From Sequence to 3D-model: an efficient use of Homology Modeling, Molecular Dynamics and Ligand Docking techniques to predict Protein-Carbohydrate complexes.

MODENUTTI, C; BLANCO, J; MARTI, M

Orlando, Florida

Congreso; ISMB 2016 in Orlando, United States.; 2016

International Society for Computational Biology

Proteins that bind carbohydrates are responsible for numerous important biological functions, such as signal transduction, cell adhesion, among many others. Despite the number of reported structures of protein-carbohydrates complexes (PCCs) is constantly increasing, achieving accurate predictions of the protein-carbohydrate interaction by means of Structural Homology Models (SHM) and ligand-docking remains one of the biggest challenges in Glycobiology. This is due mainly because the residues that form the Carbohydrate Binding Site (CBS) can differ from its ideal binding rotamer in the SHM, which can thereafter significantly affect Docking algorithms performance. In addition, while generally available docking programs work reasonably well for most drug-like compounds, carbohydrates and carbohydrate-like molecules are often problematic, because Force-Fields and Scoring Functions are typically designed to reproduce structures of protein-drug complexes.In this work, we present an integrated approach that combines conformational-space sampling of SHM using Molecular Dynamics simulations (MD) and Docking experiments. In order to obtain the most plausible binding structure of receptor and ligand, clustering analysis to identify different conformations was applied.
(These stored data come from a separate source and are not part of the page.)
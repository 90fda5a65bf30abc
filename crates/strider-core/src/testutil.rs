//! Test utilities: mock implementations of the module traits.
//!
//! Handwritten mocks for the scheduler and registry tests. All mocks use
//! `Arc<Mutex<_>>` for recorded calls so tests can assert on them.

use std::sync::atomic::{AtomicBool, Ordering};
use std::sync::{Arc, Mutex};
use std::time::Duration;

use async_trait::async_trait;
use url::Url;

use crate::base::{ModuleBase, calculate_score_simple};
use crate::error::CrawlerError;
use crate::mid::Mid;
use crate::models::{HttpRequest, HttpResponse, Item, Request, Response};
use crate::module::{Module, ModuleSummary};
use crate::traits::{Analysis, Analyzer, DownloadOutcome, Downloader, Pipeline};

/// Parses a MID, panicking on malformed input.
pub fn mid(s: &str) -> Mid {
    s.parse().unwrap()
}

/// A `GET` request for `url` at `depth`.
pub fn request(url: &str, depth: u32) -> Request {
    Request::new(HttpRequest::parse(url).unwrap(), depth)
}

/// An HTML response for `url` at `depth`.
pub fn response(url: &str, status: u16, body: &str, depth: u32) -> Response {
    let http = HttpResponse::new(Url::parse(url).unwrap(), status, body)
        .with_header("content-type", "text/html");
    Response::new(http, depth)
}

// ---------------------------------------------------------------------------
// MockDownloader
// ---------------------------------------------------------------------------

/// Answers every request with a fixed body, or with a fixed error.
pub struct MockDownloader {
    base: ModuleBase,
    body: String,
    error: Option<CrawlerError>,
    delay: Duration,
    requested: Arc<Mutex<Vec<String>>>,
}

impl MockDownloader {
    pub fn new(id: Mid) -> Self {
        Self {
            base: ModuleBase::new(id, Some(calculate_score_simple)),
            body: "<html><body>default</body></html>".to_string(),
            error: None,
            delay: Duration::ZERO,
            requested: Arc::new(Mutex::new(Vec::new())),
        }
    }

    pub fn with_body(mut self, body: &str) -> Self {
        self.body = body.to_string();
        self
    }

    pub fn with_error(mut self, error: CrawlerError) -> Self {
        self.error = Some(error);
        self
    }

    /// Holds every call open for `delay`.
    pub fn with_delay(mut self, delay: Duration) -> Self {
        self.delay = delay;
        self
    }

    /// URLs downloaded so far, in call order.
    pub fn requested(&self) -> Vec<String> {
        self.requested.lock().unwrap().clone()
    }
}

impl Module for MockDownloader {
    fn base(&self) -> &ModuleBase {
        &self.base
    }
}

#[async_trait]
impl Downloader for MockDownloader {
    async fn download(&self, request: Request) -> DownloadOutcome {
        let call = self.base.begin();
        let Some(url) = request.url().cloned() else {
            return DownloadOutcome::failed(CrawlerError::illegal_parameter("nil HTTP request"));
        };
        call.accept();
        self.requested.lock().unwrap().push(url.to_string());
        if !self.delay.is_zero() {
            tokio::time::sleep(self.delay).await;
        }
        if let Some(error) = &self.error {
            return DownloadOutcome::failed(error.clone());
        }
        call.complete();
        let http = HttpResponse::new(url, 200, self.body.as_bytes())
            .with_header("content-type", "text/html");
        DownloadOutcome::ok(Response::new(http, request.depth()))
    }
}

// ---------------------------------------------------------------------------
// MockAnalyzer
// ---------------------------------------------------------------------------

type AnalyzeFn = dyn Fn(&Response) -> Analysis + Send + Sync;

/// Runs a caller-supplied closure over every response.
pub struct MockAnalyzer {
    base: ModuleBase,
    handler: Arc<AnalyzeFn>,
    analyzed: Arc<Mutex<Vec<String>>>,
}

impl MockAnalyzer {
    /// An analyzer that produces nothing.
    pub fn new(id: Mid) -> Self {
        Self::with_handler(id, |_| Analysis::default())
    }

    pub fn with_handler<F>(id: Mid, handler: F) -> Self
    where
        F: Fn(&Response) -> Analysis + Send + Sync + 'static,
    {
        Self {
            base: ModuleBase::new(id, Some(calculate_score_simple)),
            handler: Arc::new(handler),
            analyzed: Arc::new(Mutex::new(Vec::new())),
        }
    }

    /// URLs of the responses analyzed so far.
    pub fn analyzed(&self) -> Vec<String> {
        self.analyzed.lock().unwrap().clone()
    }
}

impl Module for MockAnalyzer {
    fn base(&self) -> &ModuleBase {
        &self.base
    }
}

#[async_trait]
impl Analyzer for MockAnalyzer {
    async fn analyze(&self, response: Response) -> Analysis {
        let call = self.base.begin();
        let Some(http) = response.http_resp() else {
            let mut analysis = Analysis::default();
            analysis.push_error(CrawlerError::illegal_parameter("nil HTTP response"));
            return analysis;
        };
        call.accept();
        self.analyzed.lock().unwrap().push(http.url.to_string());
        let analysis = (self.handler)(&response);
        call.complete();
        analysis
    }
}

// ---------------------------------------------------------------------------
// MockPipeline
// ---------------------------------------------------------------------------

/// Records every item and optionally reports a fixed error for each.
pub struct MockPipeline {
    base: ModuleBase,
    error: Option<CrawlerError>,
    fail_fast: AtomicBool,
    items: Arc<Mutex<Vec<Item>>>,
}

impl MockPipeline {
    pub fn new(id: Mid) -> Self {
        Self {
            base: ModuleBase::new(id, Some(calculate_score_simple)),
            error: None,
            fail_fast: AtomicBool::new(false),
            items: Arc::new(Mutex::new(Vec::new())),
        }
    }

    pub fn with_error(mut self, error: CrawlerError) -> Self {
        self.error = Some(error);
        self
    }

    pub fn items(&self) -> Vec<Item> {
        self.items.lock().unwrap().clone()
    }
}

impl Module for MockPipeline {
    fn base(&self) -> &ModuleBase {
        &self.base
    }

    fn summary(&self) -> ModuleSummary {
        self.base.summary(Some(serde_json::json!({
            "fail_fast": self.fail_fast(),
        })))
    }
}

#[async_trait]
impl Pipeline for MockPipeline {
    async fn send(&self, item: Item) -> Vec<CrawlerError> {
        let call = self.base.begin();
        call.accept();
        self.items.lock().unwrap().push(item);
        match &self.error {
            Some(error) => vec![error.clone()],
            None => {
                call.complete();
                Vec::new()
            }
        }
    }

    fn fail_fast(&self) -> bool {
        self.fail_fast.load(Ordering::Relaxed)
    }

    fn set_fail_fast(&self, fail_fast: bool) {
        self.fail_fast.store(fail_fast, Ordering::Relaxed);
    }
}
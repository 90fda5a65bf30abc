use std::fmt;

use serde::Serialize;

use crate::config::{BufferPolicy, RequestPolicy};
use crate::module::ModuleSummary;
use crate::pool::PoolStats;

/// Number of modules handed to `init`, per type.
#[derive(Debug, Clone, Copy, Default, PartialEq, Eq, Serialize)]
pub struct ModuleCounts {
    pub downloaders: usize,
    pub analyzers: usize,
    pub pipelines: usize,
}

/// Snapshot of a scheduler: configuration, lifecycle state, modules and pools.
#[derive(Debug, Clone, PartialEq, Serialize)]
pub struct SchedulerSummary {
    pub request_policy: Option<RequestPolicy>,
    pub buffer_policy: Option<BufferPolicy>,
    pub module_counts: ModuleCounts,
    pub status: String,
    pub downloaders: Vec<ModuleSummary>,
    pub analyzers: Vec<ModuleSummary>,
    pub pipelines: Vec<ModuleSummary>,
    pub request_pool: Option<PoolStats>,
    pub response_pool: Option<PoolStats>,
    pub item_pool: Option<PoolStats>,
    pub error_pool: Option<PoolStats>,
    /// URLs admitted since the last `init`.
    pub url_number: usize,
    /// Detached sends that never reached their pool.
    pub dropped_sends: u64,
}

impl fmt::Display for SchedulerSummary {
    fn fmt(&self, f: &mut fmt::Formatter<'_>) -> fmt::Result {
        let json = serde_json::to_string_pretty(self).map_err(|_| fmt::Error)?;
        f.write_str(&json)
    }
}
Finally, Water-Site Bias Docking Method (WSBDM, an Autodock based protocol) was performed to generate a diversity of structures and energy-population parameters are used to rank each one of them. Here, we used human Pulmonary Surfactant-associated protein D (hSP-D) as a case study. The results show that this emerges as a promising tool to build reliable 3D-models, which can then be used for rational design or optimization of glycomimetic drugs.